#### [WORK REQUIRED]
Say how many lines below have "rest" in them, giving the number alone.
[Start of Attachment]
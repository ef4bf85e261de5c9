use std::env;
use std::path::{Component, Path, PathBuf};

/// Normalize a path logically (resolving . and ..) without hitting the disk.
pub fn normalize_path(path: &Path) -> PathBuf {
    let mut normalized = PathBuf::new();
    for component in path.components() {
        match component {
            Component::CurDir => {},
            Component::ParentDir => {
                match normalized.components().next_back() {
                    Some(Component::Normal(_)) => {
                        normalized.pop();
                    }
                    Some(Component::RootDir) | Some(Component::Prefix(_)) => {
                        // At root, .. does nothing
                    }
                    _ => {
                        normalized.push(Component::ParentDir);
                    }
                }
            }
            _ => normalized.push(component),
        }
    }

    if normalized.as_os_str().is_empty() {
        normalized.push(Component::CurDir);
    }

    normalized
}

/// Expand a leading `~` component to the home directory and normalize.
pub fn expand_home(path: &Path) -> PathBuf {
    if let Ok(rest) = path.strip_prefix("~") {
        if let Some(home) = dirs::home_dir() {
            return normalize_path(&home.join(rest));
        }
    }
    normalize_path(path)
}

/// Resolve `cmd` against a colon-separated search list.
///
/// Names containing a `/` are checked as paths; empty list entries mean the
/// current directory.
pub fn find_executable(cmd: &str, search_path: &str) -> Option<PathBuf> {
    if cmd.is_empty() {
        return None;
    }

    if cmd.contains('/') {
        return check_path(expand_home(Path::new(cmd)));
    }

    env::split_paths(search_path)
        .find_map(|dir| check_path(dir.join(cmd)))
}

fn check_path(p: PathBuf) -> Option<PathBuf> {
    if p.is_file() {
        Some(p)
    } else {
        None
    }
}

#[cfg(test)]
mod tests {
    use super::*;
    use std::fs::File;

    #[test]
    fn test_normalize_path() {
        assert_eq!(normalize_path(Path::new("/a/./b/../c")), PathBuf::from("/a/c"));
        assert_eq!(normalize_path(Path::new("/..")), PathBuf::from("/"));
        assert_eq!(normalize_path(Path::new("")), PathBuf::from("."));
    }

    #[test]
    fn test_expand_home_only_whole_component() {
        assert_eq!(expand_home(Path::new("~user/x")), PathBuf::from("~user/x"));
        if let Some(home) = dirs::home_dir() {
            assert_eq!(expand_home(Path::new("~/docs")), normalize_path(&home.join("docs")));
        }
    }

    #[test]
    fn test_find_executable_walks_search_list() {
        let first = tempfile::tempdir().unwrap();
        let second = tempfile::tempdir().unwrap();
        File::create(second.path().join("tool")).unwrap();

        let search = format!("{}:{}", first.path().display(), second.path().display());
        assert_eq!(find_executable("tool", &search), Some(second.path().join("tool")));
        assert_eq!(find_executable("missing-tool", &search), None);
    }

    #[test]
    fn test_find_executable_with_slash_checks_directly() {
        let dir = tempfile::tempdir().unwrap();
        let tool = dir.path().join("tool");
        File::create(&tool).unwrap();
        assert_eq!(find_executable(tool.to_str().unwrap(), ""), Some(tool));
    }
}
[End of Attachment]
#### [RESPONSE TO THIS TASK]
2